This is distinct from palette knife and spatula painters, whose wisdom needs to be deeply in those tools!
Another very important thing - you will notice if you look at artist self-portraits that their palettes don’t have endless pre-mixed ‘values’ set up before they paint! This system is a good way to learn and understand what you are seeing, and you might prefer to do things this way, but I would encourage you to get your wisdom in the brush also!
Understanding colour
I tend to teach directness in everything, and it’s the same with colour. The simplest way to understand colour (through observation) is to ask yourself “what pigments are actually in that thing!" If we know our pigments well, it takes care of all the technical colour theory, which can create a lot of unnecessary confusion. It’s important to know it, but we are working with paint!

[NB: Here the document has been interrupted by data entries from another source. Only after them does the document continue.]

//! Bacterial genotypes and the capabilities derived from them.
//!
//! A [`Strain`] is one of seven fixed tags. Every capability is computed
//! from the tag on demand; nothing is stored alongside it. The tag text is
//! built from two markers:
//!
//! | Marker | Meaning                                   |
//! |--------|-------------------------------------------|
//! | `C`    | carries the colicin plasmid (immune)       |
//! | `L`    | carries a prophage (immune to phage)       |
//! | `+`    | the prophage is active and can be released |
//! | `-`    | the prophage is defective                  |
//!
//! `S` is the plain sensitive strain and `E` marks an empty site.

use std::fmt;
use std::str::FromStr;

use serde::{Deserialize, Serialize};

/// Replication cost of carrying the colicin plasmid.
pub const DEFAULT_COLICIN_COST: f64 = 0.05;

/// Replication cost of carrying a prophage.
pub const DEFAULT_PHAGE_COST: f64 = 0.03;

/// A bacterial genotype occupying a grid site.
///
/// Variants are declared in lexicographic tag order, so the derived [`Ord`]
/// sorts strains the same way their tags sort as text.
#[derive(
    Debug, Clone, Copy, Default, PartialEq, Eq, PartialOrd, Ord, Hash, Serialize, Deserialize,
)]
pub enum Strain {
    /// Colicin-immune non-producer (`C`).
    #[serde(rename = "C")]
    ColicinImmune,
    /// Colicin-producing lysogen with an active prophage (`CL+`).
    #[serde(rename = "CL+")]
    ColicinLysogenActive,
    /// Colicin-producing lysogen with a defective prophage (`CL-`).
    #[serde(rename = "CL-")]
    ColicinLysogenDefective,
    /// Empty site, or a dead cell (`E`).
    #[default]
    #[serde(rename = "E")]
    Empty,
    /// Lysogen with an active prophage (`L+`).
    #[serde(rename = "L+")]
    LysogenActive,
    /// Lysogen with a defective prophage (`L-`).
    #[serde(rename = "L-")]
    LysogenDefective,
    /// Plain sensitive strain (`S`).
    #[serde(rename = "S")]
    Sensitive,
}

/// Error returned when parsing text that is not one of the 7 strain tags.
#[derive(Debug, Clone, PartialEq, Eq, thiserror::Error)]
#[error("unknown strain tag: {tag:?}")]
pub struct ParseStrainError {
    /// The text that failed to parse.
    pub tag: String,
}

impl Strain {
    /// Every strain, in tag order.
    pub const ALL: [Self; 7] = [
        Self::ColicinImmune,
        Self::ColicinLysogenActive,
        Self::ColicinLysogenDefective,
        Self::Empty,
        Self::LysogenActive,
        Self::LysogenDefective,
        Self::Sensitive,
    ];

    /// The short tag used in configuration and output files.
    pub const fn tag(self) -> &'static str {
        match self {
            Self::ColicinImmune => "C",
            Self::ColicinLysogenActive => "CL+",
            Self::ColicinLysogenDefective => "CL-",
            Self::Empty => "E",
            Self::LysogenActive => "L+",
            Self::LysogenDefective => "L-",
            Self::Sensitive => "S",
        }
    }

    /// Whether the site holds no living cell.
    pub const fn is_empty(self) -> bool {
        matches!(self, Self::Empty)
    }

    /// Whether the strain carries the colicin marker.
    pub const fn is_immune_to_colicin(self) -> bool {
        matches!(
            self,
            Self::ColicinImmune | Self::ColicinLysogenActive | Self::ColicinLysogenDefective
        )
    }

    /// Whether the strain carries a prophage, active or not.
    pub const fn is_immune_to_phage(self) -> bool {
        matches!(
            self,
            Self::LysogenActive
                | Self::LysogenDefective
                | Self::ColicinLysogenActive
                | Self::ColicinLysogenDefective
        )
    }

    /// Whether lysis of this strain releases colicin.
    pub const fn can_release_colicin(self) -> bool {
        matches!(
            self,
            Self::ColicinLysogenActive | Self::ColicinLysogenDefective
        )
    }

    /// Whether lysis of this strain releases phage (the tag contains `L+`).
    pub const fn can_release_phage(self) -> bool {
        matches!(self, Self::LysogenActive | Self::ColicinLysogenActive)
    }

    /// Whether induction kills the cell.
    ///
    /// `L-` lyses without releasing colicin or phage.
    pub const fn can_lyse(self) -> bool {
        self.can_release_colicin()
            || self.can_release_phage()
            || matches!(self, Self::LysogenDefective)
    }

    /// Whether phage infection can turn this strain into a lysogen.
    pub const fn can_become_lysogen(self) -> bool {
        matches!(self, Self::Sensitive | Self::ColicinImmune)
    }

    /// The lysogen this strain becomes after phage integration.
    ///
    /// Returns `None` for strains where [`can_become_lysogen`] is false.
    ///
    /// [`can_become_lysogen`]: Self::can_become_lysogen
    pub const fn to_lysogen(self) -> Option<Self> {
        match self {
            Self::Sensitive => Some(Self::LysogenActive),
            Self::ColicinImmune => Some(Self::ColicinLysogenActive),
            _ => None,
        }
    }

    /// Probability that this strain replicates in a generation.
    ///
    /// `E` never replicates and `S` always does. Every other strain starts
    /// from 1.0 and pays the colicin cost if it is colicin-immune and the
    /// phage cost if it carries a prophage.
    pub fn replication_rate(self, costs: &StrainCosts) -> f64 {
        match self {
            Self::Empty => 0.0,
            Self::Sensitive => 1.0,
            _ => {
                let mut rate = 1.0;
                if self.is_immune_to_colicin() {
                    rate -= costs.colicin;
                }
                if self.is_immune_to_phage() {
                    rate -= costs.phage;
                }
                rate
            }
        }
    }
}

impl fmt::Display for Strain {
    fn fmt(&self, f: &mut fmt::Formatter<'_>) -> fmt::Result {
        f.write_str(self.tag())
    }
}

impl FromStr for Strain {
    type Err = ParseStrainError;

    fn from_str(s: &str) -> Result<Self, Self::Err> {
        Self::ALL
            .into_iter()
            .find(|strain| strain.tag() == s)
            .ok_or_else(|| ParseStrainError { tag: s.to_owned() })
    }
}

/// Replication costs paid for carrying colicin and phage genes.
#[derive(Debug, Clone, Copy, PartialEq, Serialize, Deserialize)]
pub struct StrainCosts {
    /// Cost of the colicin plasmid.
    #[serde(default = "default_colicin_cost")]
    pub colicin: f64,
    /// Cost of a prophage.
    #[serde(default = "default_phage_cost")]
    pub phage: f64,
}

impl Default for StrainCosts {
    fn default() -> Self {
        Self {
            colicin: DEFAULT_COLICIN_COST,
            phage: DEFAULT_PHAGE_COST,
        }
    }
}

const fn default_colicin_cost() -> f64 {
    DEFAULT_COLICIN_COST
}

const fn default_phage_cost() -> f64 {
    DEFAULT_PHAGE_COST
}
//! Error types for the `colicin-world` crate.
//!
//! All fallible operations in this crate return [`WorldError`] through the
//! standard [`Result`] type.

use colicin_types::{Position, Strain};

/// Errors that can occur during grid construction, access, and seeding.
#[derive(Debug, Clone, PartialEq, thiserror::Error)]
pub enum WorldError {
    /// Width or height is zero, or their product overflows.
    #[error("invalid grid dimensions {width}x{height}")]
    InvalidDimensions {
        /// Requested width.
        width: usize,
        /// Requested height.
        height: usize,
    },

    /// More cells were supplied than the grid can hold.
    #[error("{supplied} cells supplied for a grid of {capacity} sites")]
    TooManyCells {
        /// Number of cells supplied.
        supplied: usize,
        /// Grid capacity (`width * height`).
        capacity: usize,
    },

    /// A position lies outside the grid.
    #[error("position {position} is outside a {width}x{height} grid")]
    OutOfBounds {
        /// The offending position.
        position: Position,
        /// Grid width.
        width: usize,
        /// Grid height.
        height: usize,
    },

    /// Not enough non-focal sites exist to draw the requested sample.
    #[error("cannot draw {requested} distinct neighbors from {available} non-focal sites")]
    InsufficientPositions {
        /// Number of distinct positions requested.
        requested: usize,
        /// Number of non-focal positions on the grid.
        available: usize,
    },

    /// A seed proportion is negative, above 1, or not finite.
    #[error("seed proportion {proportion} for {strain} is outside [0, 1]")]
    InvalidProportion {
        /// The strain whose proportion is invalid.
        strain: Strain,
        /// The invalid value.
        proportion: f64,
    },

    /// Seed proportions add up to more than 1.
    #[error("seed proportions sum to {total}, which exceeds 1")]
    ProportionsExceedOne {
        /// The offending total.
        total: f64,
    },
}
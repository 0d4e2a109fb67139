//! Replicate fan-out.
//!
//! Replicates are CPU-bound and independent, so each runs on the blocking
//! pool. A semaphore caps how many run at once.

use std::path::{Path, PathBuf};
use std::sync::Arc;

use chrono::Utc;
use colicin_core::config::SimulationConfig;
use colicin_core::runner::{derive_replicate_seed, replicate_rng, run_replicate};
use colicin_world::StrainCounts;
use tokio::sync::Semaphore;
use tokio::task::JoinSet;
use tracing::info;
use uuid::Uuid;

use crate::error::EngineError;
use crate::output::{ReplicateSummary, ReplicateWriter, write_summary};

/// What one finished replicate left behind.
#[derive(Debug, Clone)]
pub struct ReplicateOutcome {
    /// Replicate index.
    pub replicate: u32,
    /// Seed of its random stream.
    pub seed: u64,
    /// Counts after the last generation.
    pub final_counts: StrainCounts,
    /// Directory holding its output files.
    pub directory: PathBuf,
}

/// Run replicate `replicate` to completion and write its output.
///
/// # Errors
///
/// Returns [`EngineError`] if the replicate fails or any output file
/// cannot be written.
pub fn run_one(
    config: &SimulationConfig,
    experiment_id: Uuid,
    replicate: u32,
) -> Result<ReplicateOutcome, EngineError> {
    let seed = derive_replicate_seed(config.simulation.seed, replicate);
    let mut rng = replicate_rng(config.simulation.seed, replicate);
    let started_at = Utc::now();

    let mut writer = ReplicateWriter::create(
        Path::new(&config.output.directory),
        &config.output.counts_file_prefix,
        replicate,
        config.output.write_maps,
    )?;
    info!(replicate, seed, "Replicate starting");

    let result = run_replicate(config, &mut rng, &mut writer)?;
    let directory = writer.finish()?;
    let final_counts = result.final_counts().cloned().unwrap_or_default();

    write_summary(
        &directory,
        &ReplicateSummary {
            experiment_id,
            replicate,
            seed,
            started_at,
            finished_at: Utc::now(),
            generations: config.simulation.generations,
            final_counts: &final_counts,
            config,
        },
    )?;
    info!(
        replicate,
        directory = %directory.display(),
        occupied = final_counts.occupied(),
        "Replicate output written"
    );

    Ok(ReplicateOutcome {
        replicate,
        seed,
        final_counts,
        directory,
    })
}

/// Run every configured replicate, at most
/// `output.max_concurrent_replicates` at a time.
///
/// Outcomes are returned in replicate order.
///
/// # Errors
///
/// Returns the first [`EngineError`] any replicate reports.
pub async fn run_all(
    config: SimulationConfig,
    experiment_id: Uuid,
) -> Result<Vec<ReplicateOutcome>, EngineError> {
    let config = Arc::new(config);
    let semaphore = Arc::new(Semaphore::new(config.output.max_concurrent_replicates));
    let mut tasks = JoinSet::new();

    for replicate in 0..config.simulation.replicates {
        let permit = Arc::clone(&semaphore).acquire_owned().await?;
        let config = Arc::clone(&config);
        tasks.spawn_blocking(move || {
            let _permit = permit;
            run_one(&config, experiment_id, replicate)
        });
    }

    let mut outcomes = Vec::new();
    while let Some(joined) = tasks.join_next().await {
        outcomes.push(joined??);
    }
    outcomes.sort_by_key(|outcome| outcome.replicate);
    Ok(outcomes)
}

#[cfg(test)]
#[allow(clippy::unwrap_used, clippy::indexing_slicing)]
mod tests {
    use std::fs;

    use super::*;

    fn small_config(root: &Path, replicates: u32) -> SimulationConfig {
        let mut config = SimulationConfig::default();
        config.simulation.width = 5;
        config.simulation.height = 5;
        config.simulation.generations = 4;
        config.simulation.replicates = replicates;
        config.output.directory = root.display().to_string();
        config.output.max_concurrent_replicates = 2;
        config
    }

    #[test]
    fn single_replicate_writes_all_files() {
        let root = tempfile::tempdir().unwrap();
        let config = small_config(root.path(), 1);
        let outcome = run_one(&config, Uuid::now_v7(), 0).unwrap();

        assert_eq!(outcome.seed, 42);
        assert_eq!(outcome.final_counts.total(), 25);
        let counts = fs::read_to_string(outcome.directory.join("structured_0.csv")).unwrap();
        assert_eq!(counts.lines().count(), 1 + 5 * 7);
        for generation in 1..=4 {
            let map = outcome.directory.join(format!("Map_{generation}.csv"));
            assert!(map.exists());
        }
        assert!(outcome.directory.join("summary.json").exists());
    }

    #[test]
    fn rerunning_a_replicate_reproduces_its_counts() {
        let first = tempfile::tempdir().unwrap();
        let second = tempfile::tempdir().unwrap();
        let a = run_one(&small_config(first.path(), 1), Uuid::now_v7(), 3).unwrap();
        let b = run_one(&small_config(second.path(), 1), Uuid::now_v7(), 3).unwrap();
        assert_eq!(a.final_counts, b.final_counts);
        assert_eq!(
            fs::read_to_string(a.directory.join("structured_3.csv")).unwrap(),
            fs::read_to_string(b.directory.join("structured_3.csv")).unwrap()
        );
    }

    #[tokio::test]
    async fn run_all_returns_outcomes_in_order() {
        let root = tempfile::tempdir().unwrap();
        let config = small_config(root.path(), 3);
        let outcomes = run_all(config, Uuid::now_v7()).await.unwrap();

        let order: Vec<u32> = outcomes.iter().map(|o| o.replicate).collect();
        assert_eq!(order, vec![0, 1, 2]);
        for outcome in &outcomes {
            let expected = format!("replicate_{}", outcome.replicate);
            assert!(outcome.directory.ends_with(expected));
        }
        assert_ne!(outcomes[0].seed, outcomes[1].seed);
    }
}
//! Read-only views of a world for reporting between generations.

use std::collections::BTreeMap;

use colicin_types::Strain;
use serde::{Deserialize, Serialize};

use crate::world::World;

/// Number of sites occupied by each strain.
///
/// Always holds an entry for every strain, including zero counts, so
/// reports list all seven tags in the same order every generation.
#[derive(Debug, Clone, PartialEq, Eq, Serialize, Deserialize)]
#[serde(transparent)]
pub struct StrainCounts(BTreeMap<Strain, usize>);

impl StrainCounts {
    /// All-zero counts.
    pub fn zeroed() -> Self {
        Self(Strain::ALL.into_iter().map(|s| (s, 0)).collect())
    }

    /// Tally a sequence of occupants.
    pub fn from_strains(strains: impl IntoIterator<Item = Strain>) -> Self {
        let mut counts = Self::zeroed();
        for strain in strains {
            counts.increment(strain);
        }
        counts
    }

    /// Tally every site of `world`.
    pub fn from_world(world: &World) -> Self {
        Self::from_strains(world.cells().iter().map(|cell| cell.strain))
    }

    /// Count for one strain.
    pub fn get(&self, strain: Strain) -> usize {
        self.0.get(&strain).copied().unwrap_or(0)
    }

    /// Sum over all strains, including empty sites.
    pub fn total(&self) -> usize {
        self.0.values().copied().fold(0, usize::saturating_add)
    }

    /// Number of sites holding a living cell.
    pub fn occupied(&self) -> usize {
        self.total().saturating_sub(self.get(Strain::Empty))
    }

    /// `(strain, count)` pairs in tag order.
    pub fn iter(&self) -> impl Iterator<Item = (Strain, usize)> + '_ {
        self.0.iter().map(|(&strain, &count)| (strain, count))
    }

    fn increment(&mut self, strain: Strain) {
        let entry = self.0.entry(strain).or_insert(0);
        *entry = entry.saturating_add(1);
    }
}

impl Default for StrainCounts {
    fn default() -> Self {
        Self::zeroed()
    }
}

impl World {
    /// Per-strain occupant counts across the whole grid.
    pub fn strain_counts(&self) -> StrainCounts {
        StrainCounts::from_world(self)
    }

    /// Occupant of every site, row-major.
    pub fn strain_layout(&self) -> Vec<Strain> {
        self.cells().iter().map(|cell| cell.strain).collect()
    }

    /// Occupants grouped into rows, top row first.
    pub fn rows(&self) -> Vec<Vec<Strain>> {
        self.cells()
            .chunks(self.width())
            .map(|row| row.iter().map(|cell| cell.strain).collect())
            .collect()
    }
}
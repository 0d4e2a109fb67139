//! Grid coordinates.

use std::fmt;

use serde::{Deserialize, Serialize};

/// A position on the grid, always within bounds once produced by a world.
///
/// Positions order row-major (`y` first, then `x`), matching the order in
/// which the world enumerates its sites.
#[derive(Debug, Clone, Copy, PartialEq, Eq, Hash, Serialize, Deserialize)]
pub struct Position {
    /// Column, `0..width`.
    pub x: usize,
    /// Row, `0..height`.
    pub y: usize,
}

impl Position {
    /// Create a position from its column and row.
    pub const fn new(x: usize, y: usize) -> Self {
        Self { x, y }
    }
}

impl PartialOrd for Position {
    fn partial_cmp(&self, other: &Self) -> Option<std::cmp::Ordering> {
        Some(self.cmp(other))
    }
}

impl Ord for Position {
    fn cmp(&self, other: &Self) -> std::cmp::Ordering {
        self.y.cmp(&other.y).then(self.x.cmp(&other.x))
    }
}

impl From<(usize, usize)> for Position {
    fn from((x, y): (usize, usize)) -> Self {
        Self { x, y }
    }
}

impl fmt::Display for Position {
    fn fmt(&self, f: &mut fmt::Formatter<'_>) -> fmt::Result {
        write!(f, "({}, {})", self.x, self.y)
    }
}
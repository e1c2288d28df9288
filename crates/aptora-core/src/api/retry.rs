//! Refresh-once, replay-once recovery from an expired access token.

use std::future::Future;

use tracing::{debug, warn};

use super::ApiError;

/// Run `send` with `token`; on a 401, call `refresh` once and replay `send`
/// once with the token it returns.
///
/// - Any non-401 outcome of the first attempt is returned unchanged.
/// - If `refresh` fails, the result is `SessionExpired` carrying the message
///   of the original 401, not the refresh error.
/// - A replay that is also rejected with 401 becomes `SessionExpired` too;
///   there is never a second refresh.
pub async fn with_refresh_retry<T, S, SFut, R, RFut>(
    token: Option<String>,
    send: S,
    refresh: R,
) -> Result<T, ApiError>
where
    S: Fn(Option<String>) -> SFut,
    SFut: Future<Output = Result<T, ApiError>>,
    R: FnOnce(Option<String>) -> RFut,
    RFut: Future<Output = Result<String, ApiError>>,
{
    let original = match send(token.clone()).await {
        Err(ApiError::Unauthorized(message)) => message,
        other => return other,
    };

    debug!("Request unauthorized, refreshing access token");
    let fresh = match refresh(token).await {
        Ok(fresh) => fresh,
        Err(e) => {
            warn!(error = %e, "Refresh after 401 failed");
            return Err(ApiError::SessionExpired(original));
        }
    };

    match send(Some(fresh)).await {
        Err(ApiError::Unauthorized(message)) => Err(ApiError::SessionExpired(message)),
        other => other,
    }
}
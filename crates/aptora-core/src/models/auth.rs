use serde::{Deserialize, Serialize};

use super::User;

/// Payload of a successful login or registration.
#[derive(Debug, Clone, Deserialize)]
pub struct AuthResponse {
    pub user: User,
    pub access_token: String,
    pub refresh_token: String,
    #[serde(default)]
    pub token_type: Option<String>,
    #[serde(default)]
    pub expires_in: Option<i64>,
}

/// Payload of a successful `/auth/refresh` exchange. The refresh token is
/// not rotated.
#[derive(Debug, Clone, Deserialize)]
pub struct RefreshResponse {
    pub access_token: String,
    #[serde(default)]
    pub token_type: Option<String>,
    #[serde(default)]
    pub expires_in: Option<i64>,
}

#[derive(Debug, Clone, Deserialize)]
#[cfg_attr(feature = "ts", derive(ts_rs::TS), ts(export))]
pub struct UsernameAvailability {
    pub available: bool,
}

#[derive(Debug, Serialize)]
pub(crate) struct LoginRequest<'a> {
    pub email: &'a str,
    pub password: &'a str,
}

#[derive(Debug, Serialize)]
pub(crate) struct RegisterRequest<'a> {
    pub email: &'a str,
    pub username: &'a str,
    pub password: &'a str,
    #[serde(skip_serializing_if = "Option::is_none")]
    pub referral_code: Option<&'a str>,
}

#[derive(Debug, Serialize)]
pub(crate) struct RefreshTokenRequest<'a> {
    pub refresh_token: &'a str,
}

#[derive(Debug, Serialize)]
pub(crate) struct ForgotPasswordRequest<'a> {
    pub email: &'a str,
}

#[derive(Debug, Serialize)]
pub(crate) struct ResetPasswordRequest<'a> {
    pub token: &'a str,
    pub new_password: &'a str,
}

/// Registration form as submitted by the user.
#[derive(Debug, Clone, Default)]
pub struct Registration {
    pub email: String,
    pub username: String,
    pub password: String,
    /// Repeated password, when the form has a confirmation field.
    pub confirm_password: Option<String>,
    pub referral_code: Option<String>,
}
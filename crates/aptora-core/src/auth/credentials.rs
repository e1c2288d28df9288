use keyring::Entry;

use super::storage::{SecretStore, StorageError};

const SERVICE_NAME: &str = "aptora";

/// OS keychain backend. Each storage key is its own keychain entry under the
/// `aptora` service.
pub struct KeyringStore {
    service: String,
}

impl KeyringStore {
    pub fn new() -> Self {
        Self::with_service(SERVICE_NAME)
    }

    /// Use a different service name, e.g. one per backend environment.
    pub fn with_service(service: impl Into<String>) -> Self {
        Self { service: service.into() }
    }

    fn entry(&self, key: &str) -> Result<Entry, keyring::Error> {
        Entry::new(&self.service, key)
    }
}

impl Default for KeyringStore {
    fn default() -> Self {
        Self::new()
    }
}

impl SecretStore for KeyringStore {
    fn get(&self, key: &str) -> Result<Option<String>, StorageError> {
        let read_err = |e: keyring::Error| StorageError::Read {
            key: key.to_string(),
            reason: e.to_string(),
        };
        match self.entry(key).map_err(read_err)?.get_password() {
            Ok(value) => Ok(Some(value)),
            Err(keyring::Error::NoEntry) => Ok(None),
            Err(e) => Err(read_err(e)),
        }
    }

    fn set(&self, key: &str, value: &str) -> Result<(), StorageError> {
        let write_err = |e: keyring::Error| StorageError::Write {
            key: key.to_string(),
            reason: e.to_string(),
        };
        self.entry(key).map_err(write_err)?.set_password(value).map_err(write_err)
    }

    fn remove(&self, key: &str) -> Result<(), StorageError> {
        let write_err = |e: keyring::Error| StorageError::Write {
            key: key.to_string(),
            reason: e.to_string(),
        };
        match self.entry(key).map_err(write_err)?.delete_credential() {
            Ok(()) | Err(keyring::Error::NoEntry) => Ok(()),
            Err(e) => Err(write_err(e)),
        }
    }
}
//! The `{success, data, message, error}` wrapper every backend response uses.

use serde::de::DeserializeOwned;
use serde::Deserialize;
use serde_json::Value;

use super::ApiError;

const DEFAULT_FAILURE: &str = "API request failed";

#[derive(Debug, Deserialize)]
struct Envelope {
    #[serde(default)]
    success: bool,
    #[serde(default)]
    data: Option<Value>,
    #[serde(default)]
    message: Option<String>,
    #[serde(default)]
    error: Option<String>,
}

impl Envelope {
    fn failure_message(&self) -> String {
        self.error
            .clone()
            .or_else(|| self.message.clone())
            .unwrap_or_else(|| DEFAULT_FAILURE.to_string())
    }
}

fn parse(body: &str) -> Result<Envelope, ApiError> {
    serde_json::from_str(body)
        .map_err(|e| ApiError::InvalidResponse(format!("Malformed response envelope: {}", e)))
}

/// Unwrap `data` from a successful envelope.
pub fn decode<T: DeserializeOwned>(body: &str) -> Result<T, ApiError> {
    let envelope = parse(body)?;
    if !envelope.success {
        return Err(ApiError::Rejected(envelope.failure_message()));
    }
    match envelope.data {
        Some(Value::Null) | None => Err(ApiError::Rejected(envelope.failure_message())),
        Some(data) => serde_json::from_value(data)
            .map_err(|e| ApiError::InvalidResponse(format!("Unexpected response data: {}", e))),
    }
}

/// Check an envelope whose payload is irrelevant (logout and friends).
pub fn decode_unit(body: &str) -> Result<(), ApiError> {
    if body.trim().is_empty() {
        return Ok(());
    }
    let envelope = parse(body)?;
    if envelope.success {
        Ok(())
    } else {
        Err(ApiError::Rejected(envelope.failure_message()))
    }
}

/// Server-supplied error text from a failure body, if it is an envelope.
pub fn error_message(body: &str) -> Option<String> {
    let envelope: Envelope = serde_json::from_str(body).ok()?;
    envelope.error.or(envelope.message)
}
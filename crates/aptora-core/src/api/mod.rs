//! REST API client module for the Aptora backend.
//!
//! This module provides the `ApiClient` for communicating with the backend
//! over JSON envelopes. Requests carry a JWT bearer token from the session
//! and transparently survive one access-token expiry.

pub mod client;
pub mod envelope;
pub mod error;
pub mod retry;
pub mod transport;

pub use client::ApiClient;
pub use error::ApiError;
pub use retry::with_refresh_retry;
pub use transport::{HttpRequest, HttpResponse, ReqwestTransport, Transport};
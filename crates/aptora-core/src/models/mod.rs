//! Data models for the Aptora auth API.
//!
//! - `User`, `PublicProfile`: account records
//! - `ProfileUpdate`, `ProfileAddress`: profile edits and wallet linking
//! - `AuthResponse`, `RefreshResponse`: token-issuing payloads
//! - `Registration`: the sign-up form

pub mod auth;
pub mod user;

pub use auth::{AuthResponse, RefreshResponse, Registration, UsernameAvailability};
pub(crate) use auth::{
    ForgotPasswordRequest, LoginRequest, RefreshTokenRequest, RegisterRequest,
    ResetPasswordRequest,
};
pub use user::{ProfileAddress, ProfileUpdate, PublicProfile, User};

Paint colours don’t adhere strictly to the colour wheel, this is about the nature and interaction of the actual pigments. The best example of this Cadmium Yellow Light (which tends towards Lemon), but is the most useful strong yellow because you can achieve beautiful clean greens AND good oranges. A central yellow like Cadmium Yellow can’t do this.
Finally (and gently!)
It’s important for you to know that some teachers only teach you colour from within the boundaries of their own practice, having very little experience in say traditional flesh or still life - this is not the way I teach! This colour range is designed for you to be able to handle everything and every genre from a good foundation, and that includes a crucial understanding of Ivory Black.
I conceive of painting in multiple (and often contradictory) ways, but I would be most closely connected in my technical lineage with the Australian Tonalists, learning by osmosis with a very dear friend who studied directly under one of Max Meldrum’s students. They were often laughably dogmatic, but it produced one of our greatest and most poetic painters in Clarice Beckett. They revered Velazquez, and a kind of direct vision and truth to optical experience, where colour and tone is perceived very quickly, and transformed directly with great skill and simplicity, even abstraction.
Oil Brushes (long handle style brushes, also used for Acrylics)
It is crucial to have a good range of brushes for a variety of marks and purposes. Oil painters need more brushes because it’s best to keep each colour you use on a separate brush, especially for the areas that require more detailed work where you are painting multiple colours and tones. It’s important to avoid the habit of cleaning one brush each time you want to change colour, a habit you might have picked up from Acrylics.
You will also use different brushes at different stages of the painting. For example, when ‘blocking in’ at the start of a painting, you will use large brushes (cheap ones are better) that will help you sketch the composition in quickly, and that you can be a bit rough with. Later on you will move on to more precise brushes to paint details, these ones you can spend a bit more money on.
As a guide you should always try to use the biggest brush possible for a passage of painting!, this will build your fluency and sense of energy and mark making in your work, and will stop you from getting bogged down unnecessarily and imprisoned by a small brush. In time you will develop your favourite range, and specific types for specific things.
Numbering system
Oil painting brushes are larger (longer handle) and have a different numbering system to the shorter handle watercolour brushes, your local art shop will be able to explain this to you.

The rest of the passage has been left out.